Recently Bank of Uganda (BoU) lost a long-running court case over the procedures it followed in placing troubled Crane Bank into receivership and subsequently selling its assets to DFCU Bank between 2016 and 2017.
Crane Bank was placed under statutory management by Bank of Uganda in September 2016 following a damning audit report that revealed insufficient capital levels, shrinking liquidity ratios, surging loan default levels and gross mismanagement.
In 2016-2017, the BoU, in exercise of its statutory and regulatory powers, took over management of CBL, then closed it and sold off some of its assets and liabilities to DFCU.
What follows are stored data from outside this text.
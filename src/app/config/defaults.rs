// SPDX-License-Identifier: MPL-2.0
//! Centralized default values for all configuration constants.
//!
//! This module serves as the single source of truth for default values
//! used across the application. Constants are organized by category.

use crate::ui::settings::{FONT_SIZE_MAX, FONT_SIZE_MIN};

// ==========================================================================
// Accessibility Defaults
// ==========================================================================

/// Default font scale, percent of the base size.
pub const DEFAULT_FONT_SIZE_PERCENT: u16 = 100;

/// Default high-contrast preference.
pub const DEFAULT_HIGH_CONTRAST: bool = false;

/// Default reduced-motion preference.
pub const DEFAULT_REDUCED_MOTION: bool = false;

// ==========================================================================
// Learning Mode Defaults
// ==========================================================================

/// Learning mode starts disabled for new installs.
pub const DEFAULT_LEARNING_ENABLED: bool = false;

// ==========================================================================
// Compile-time Validation
// ==========================================================================

const _: () = {
    assert!(FONT_SIZE_MIN > 0);
    assert!(FONT_SIZE_MAX > FONT_SIZE_MIN);
    assert!(DEFAULT_FONT_SIZE_PERCENT >= FONT_SIZE_MIN);
    assert!(DEFAULT_FONT_SIZE_PERCENT <= FONT_SIZE_MAX);
};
However, the claimants in the case before the High Court of London , (CBL and some of its shareholders) contend that this sale, together with various side agreements, was a sale of CBL’s assets and liabilities at a “gross” undervalue in furtherance of a “corrupt scheme” carried into effect by BoU using its statutory and regulatory powers in the way that undermines it’s integrity, an unlawful means conspiracy and that DFCU and it’s Directors provided dishonest assistance in breach of trust and/or of fiduciary duty by entering a purchase agreement with BoU.
After a protracted legal battle, the Supreme Court of Uganda made a decision that Crane Bank Ltd reverts to owners Sudhir Ruparelia and co-shareholders raising public excitement, for various reasons, including an assumed return of the bank into the banking industry.
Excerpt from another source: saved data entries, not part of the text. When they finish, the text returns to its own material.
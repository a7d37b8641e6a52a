// SPDX-License-Identifier: MPL-2.0
//! Core notification data structures.
//!
//! This module defines the `Notification` struct and `Severity` enum
//! used throughout the notification system.

use crate::ui::design_tokens::palette;
use iced::Color;
use std::time::{Duration, Instant};

/// Unique identifier for a notification.
#[derive(Debug, Clone, Copy, PartialEq, Eq, Hash)]
pub struct NotificationId(u64);

impl NotificationId {
    /// Creates a new unique notification ID.
    pub fn new() -> Self {
        use std::sync::atomic::{AtomicU64, Ordering};
        static COUNTER: AtomicU64 = AtomicU64::new(0);
        Self(COUNTER.fetch_add(1, Ordering::Relaxed))
    }
}

impl Default for NotificationId {
    fn default() -> Self {
        Self::new()
    }
}

/// Severity level determines display duration and visual styling.
#[derive(Debug, Clone, Copy, PartialEq, Eq, Default)]
pub enum Severity {
    /// Operation completed successfully (green, 3s duration).
    #[default]
    Success,
    /// Informational message (blue, 3s duration).
    Info,
    /// Warning that doesn't block operation (orange, 5s duration).
    Warning,
    /// Error requiring attention (red, manual dismiss).
    Error,
}

impl Severity {
    /// Returns the primary color for this severity level.
    #[must_use]
    pub fn color(&self) -> Color {
        match self {
            Severity::Success => palette::SUCCESS_500,
            Severity::Info => palette::INFO_500,
            Severity::Warning => palette::WARNING_500,
            Severity::Error => palette::ERROR_500,
        }
    }

    /// Returns the auto-dismiss duration for this severity.
    /// Returns `None` for errors (manual dismiss required).
    #[must_use]
    pub fn auto_dismiss_duration(&self) -> Option<Duration> {
        match self {
            Severity::Success | Severity::Info => Some(Duration::from_secs(3)),
            Severity::Warning => Some(Duration::from_secs(5)),
            Severity::Error => None, // Manual dismiss required
        }
    }
}

/// A notification to be displayed to the user.
#[derive(Debug, Clone)]
pub struct Notification {
    /// Unique identifier for this notification.
    id: NotificationId,
    /// Severity level (determines color and auto-dismiss behavior).
    severity: Severity,
    /// The i18n key for the notification message.
    message_key: String,
    /// Optional arguments for message interpolation.
    message_args: Vec<(String, String)>,
    /// When this notification was created.
    created_at: Instant,
    /// Custom auto-dismiss duration (overrides severity default).
    custom_dismiss_duration: Option<Duration>,
}

impl Notification {
    /// Creates a new notification with the given severity and message key.
    ///
    /// The `message_key` should be a valid i18n key that will be resolved
    /// at render time.
    pub fn new(severity: Severity, message_key: impl Into<String>) -> Self {
        Self {
            id: NotificationId::new(),
            severity,
            message_key: message_key.into(),
            message_args: Vec::new(),
            created_at: Instant::now(),
            custom_dismiss_duration: None,
        }
    }

    /// Creates a success notification.
    pub fn success(message_key: impl Into<String>) -> Self {
        Self::new(Severity::Success, message_key)
    }

    /// Creates an info notification.
    pub fn info(message_key: impl Into<String>) -> Self {
        Self::new(Severity::Info, message_key)
    }

    /// Creates a warning notification.
    pub fn warning(message_key: impl Into<String>) -> Self {
        Self::new(Severity::Warning, message_key)
    }

    /// Creates an error notification.
    pub fn error(message_key: impl Into<String>) -> Self {
        Self::new(Severity::Error, message_key)
    }

    /// Adds an argument for message interpolation.
    ///
    /// Arguments are passed to the i18n system when resolving the message.
    #[must_use]
    pub fn with_arg(mut self, key: impl Into<String>, value: impl Into<String>) -> Self {
        self.message_args.push((key.into(), value.into()));
        self
    }

    /// Sets a custom auto-dismiss duration, overriding the severity default.
    #[must_use]
    pub fn auto_dismiss(mut self, duration: Duration) -> Self {
        self.custom_dismiss_duration = Some(duration);
        self
    }

    /// Returns the notification's unique ID.
    #[must_use]
    pub fn id(&self) -> NotificationId {
        self.id
    }

    /// Returns the severity level.
    #[must_use]
    pub fn severity(&self) -> Severity {
        self.severity
    }

    /// Returns the i18n message key.
    #[must_use]
    pub fn message_key(&self) -> &str {
        &self.message_key
    }

    /// Returns the message arguments for interpolation.
    #[must_use]
    pub fn message_args(&self) -> &[(String, String)] {
        &self.message_args
    }

    /// Returns when this notification was created.
    #[must_use]
    pub fn created_at(&self) -> Instant {
        self.created_at
    }

    /// Returns the age of this notification.
    #[must_use]
    pub fn age(&self) -> Duration {
        self.created_at.elapsed()
    }

    /// Returns whether this notification should auto-dismiss.
    #[must_use]
    pub fn should_auto_dismiss(&self) -> bool {
        // Custom duration takes precedence over severity default
        let duration = self
            .custom_dismiss_duration
            .or_else(|| self.severity.auto_dismiss_duration());

        if let Some(d) = duration {
            self.age() >= d
        } else {
            false
        }
    }
}

#[cfg(test)]
mod tests {
    use super::*;

    #[test]
    fn notification_ids_are_unique() {
        let n1 = Notification::success("test");
        let n2 = Notification::success("test");
        assert_ne!(n1.id(), n2.id());
    }

    #[test]
    fn severity_colors_are_distinct() {
        let success = Severity::Success.color();
        let info = Severity::Info.color();
        let warning = Severity::Warning.color();
        let error = Severity::Error.color();

        assert_ne!(success, info);
        assert_ne!(success, warning);
        assert_ne!(success, error);
        assert_ne!(info, warning);
        assert_ne!(info, error);
        assert_ne!(warning, error);
    }

    #[test]
    fn error_severity_has_no_auto_dismiss() {
        assert!(Severity::Error.auto_dismiss_duration().is_none());
    }

    #[test]
    fn success_and_info_have_same_duration() {
        assert_eq!(
            Severity::Success.auto_dismiss_duration(),
            Severity::Info.auto_dismiss_duration()
        );
    }

    #[test]
    fn warning_duration_is_longer_than_success() {
        let success_duration = Severity::Success.auto_dismiss_duration().unwrap();
        let warning_duration = Severity::Warning.auto_dismiss_duration().unwrap();
        assert!(warning_duration > success_duration);
    }

    #[test]
    fn notification_builder_pattern_works() {
        let notification = Notification::error("test-error")
            .with_arg("attempt", "2")
            .with_arg("max", "3");

        assert_eq!(notification.severity(), Severity::Error);
        assert_eq!(notification.message_key(), "test-error");
        assert_eq!(notification.message_args().len(), 2);
    }

    #[test]
    fn notification_constructors_set_correct_severity() {
        assert_eq!(Notification::success("").severity(), Severity::Success);
        assert_eq!(Notification::info("").severity(), Severity::Info);
        assert_eq!(Notification::warning("").severity(), Severity::Warning);
        assert_eq!(Notification::error("").severity(), Severity::Error);
    }
}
The Supreme Court of Uganda had dismissed the case against the Crane Bank owners Sudhir Ruparelia and Meera Investments, at all levels on technical grounds, not their proof of innocence in regard to the alleged offences for which BOU acted.
Crane Bank further took the matter to the London court, seeking pronouncement on DFCU and each of it’s key Directors involved in the purchase of it’s assets.
In the latest judgement, however read on 7th October 2022, Lord Pelling QC sitting in London exonerated both DFCU and BoU of wrong doing saying BoU is justified in performing their oversight role enshrined in Uganda’s constitution especially following several red flags and warnings it had brought to Crane Bank’s notice against wrong doings. DFCU on the other hand was cleared of the alleged connivance to buy CBL assets at undervalued rate.
“In my judgment, therefore, whether a claim in conspiracy could succeed would depend on the detailed facts, as would the applicability of the MCA Records Principle, assuming that it applies to conspiracy at all. So far as this last point is concerned, there are at least two reasons why it is at least realistically arguable that it should not.” Judge Pelling QC stated.